▶ _Exercise aim_
Work through the data below and copy out every line where "struct" is found.

▶ _The records_
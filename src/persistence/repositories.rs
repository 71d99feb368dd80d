use async_trait::async_trait;
use uuid::Uuid;

use crate::ddd::AggregateRoot;
use crate::domain::courier::Courier;
use crate::domain::order::{Order, OrderStatus};
use crate::errors::DeliveryError;
use crate::ports::{CourierRepository, OrderRepository};
use super::records::{CourierRecord, OrderRecord};
use super::storage::StorageError;
use super::unit_of_work::UnitOfWork;

// ============================================================================
// Repository Views over a Unit of Work
// ============================================================================
//
// Short-lived borrows of a UnitOfWork implementing the repository ports.
// Writes map the aggregate to its row and go through the open transaction (or
// an auto-commit one); a successful write stamps the new row version back on
// the aggregate. Reads see the open transaction's staged writes and rebuild
// aggregates from their rows.
//
// ============================================================================

fn restore_all<R, A>(rows: Vec<R>) -> Result<Vec<A>, StorageError>
where
    A: TryFrom<R, Error = StorageError>,
{
    rows.into_iter().map(A::try_from).collect()
}

pub struct Orders<'a> {
    uow: &'a mut UnitOfWork,
}

impl<'a> Orders<'a> {
    pub(crate) fn new(uow: &'a mut UnitOfWork) -> Self {
        Self { uow }
    }
}

#[async_trait]
impl OrderRepository for Orders<'_> {
    async fn add(&mut self, order: &mut Order) -> Result<(), DeliveryError> {
        let (tx, auto_commit) = self.uow.write_transaction().await?;
        self.uow.track(&*order);

        let result = self
            .uow
            .storage()
            .insert_order(tx, OrderRecord::from(&*order))
            .await
            .map_err(|e| DeliveryError::storage("add", "order", e));
        let version = self.uow.settle_write(auto_commit, result).await?;
        order.set_version(version);
        Ok(())
    }

    async fn update(&mut self, order: &mut Order) -> Result<(), DeliveryError> {
        let (tx, auto_commit) = self.uow.write_transaction().await?;
        self.uow.track(&*order);

        let result = self
            .uow
            .storage()
            .save_order(tx, OrderRecord::from(&*order))
            .await
            .map_err(|e| DeliveryError::storage("update", "order", e));
        let version = self.uow.settle_write(auto_commit, result).await?;
        order.set_version(version);
        Ok(())
    }

    async fn get(&self, id: Uuid) -> Result<Option<Order>, DeliveryError> {
        self.uow
            .storage()
            .find_order(self.uow.transaction(), id)
            .await
            .and_then(|row| row.map(Order::try_from).transpose())
            .map_err(|e| DeliveryError::storage("get", "order", e))
    }

    async fn get_first_in_status(&self, status: OrderStatus) -> Result<Option<Order>, DeliveryError> {
        Ok(self.get_all_in_status(status).await?.into_iter().next())
    }

    async fn get_all_in_status(&self, status: OrderStatus) -> Result<Vec<Order>, DeliveryError> {
        self.uow
            .storage()
            .find_orders(self.uow.transaction(), &[status])
            .await
            .and_then(restore_all)
            .map_err(|e| DeliveryError::storage("get_all_in_status", "order", e))
    }
}

impl Orders<'_> {
    /// Orders in any of `statuses`, insertion order.
    pub async fn get_all_in_statuses(&self, statuses: &[OrderStatus]) -> Result<Vec<Order>, DeliveryError> {
        self.uow
            .storage()
            .find_orders(self.uow.transaction(), statuses)
            .await
            .and_then(restore_all)
            .map_err(|e| DeliveryError::storage("get_all_in_statuses", "order", e))
    }
}

pub struct Couriers<'a> {
    uow: &'a mut UnitOfWork,
}

impl<'a> Couriers<'a> {
    pub(crate) fn new(uow: &'a mut UnitOfWork) -> Self {
        Self { uow }
    }
}

#[async_trait]
impl CourierRepository for Couriers<'_> {
    async fn add(&mut self, courier: &mut Courier) -> Result<(), DeliveryError> {
        let (tx, auto_commit) = self.uow.write_transaction().await?;
        self.uow.track(&*courier);

        let result = self
            .uow
            .storage()
            .insert_courier(tx, CourierRecord::from(&*courier))
            .await
            .map_err(|e| DeliveryError::storage("add", "courier", e));
        let version = self.uow.settle_write(auto_commit, result).await?;
        courier.set_version(version);
        Ok(())
    }

    async fn update(&mut self, courier: &mut Courier) -> Result<(), DeliveryError> {
        let (tx, auto_commit) = self.uow.write_transaction().await?;
        self.uow.track(&*courier);

        let result = self
            .uow
            .storage()
            .save_courier(tx, CourierRecord::from(&*courier))
            .await
            .map_err(|e| DeliveryError::storage("update", "courier", e));
        let version = self.uow.settle_write(auto_commit, result).await?;
        courier.set_version(version);
        Ok(())
    }

    async fn get(&self, id: Uuid) -> Result<Option<Courier>, DeliveryError> {
        self.uow
            .storage()
            .find_courier(self.uow.transaction(), id)
            .await
            .and_then(|row| row.map(Courier::try_from).transpose())
            .map_err(|e| DeliveryError::storage("get", "courier", e))
    }

    async fn get_all_available(&self) -> Result<Vec<Courier>, DeliveryError> {
        Ok(self
            .get_all()
            .await?
            .into_iter()
            .filter(Courier::is_available)
            .collect())
    }

    async fn get_all(&self) -> Result<Vec<Courier>, DeliveryError> {
        self.uow
            .storage()
            .find_couriers(self.uow.transaction())
            .await
            .and_then(restore_all)
            .map_err(|e| DeliveryError::storage("get_all", "courier", e))
    }
}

▶ _Answer to the problem_
pub struct Orders<'a> {
pub struct Couriers<'a> {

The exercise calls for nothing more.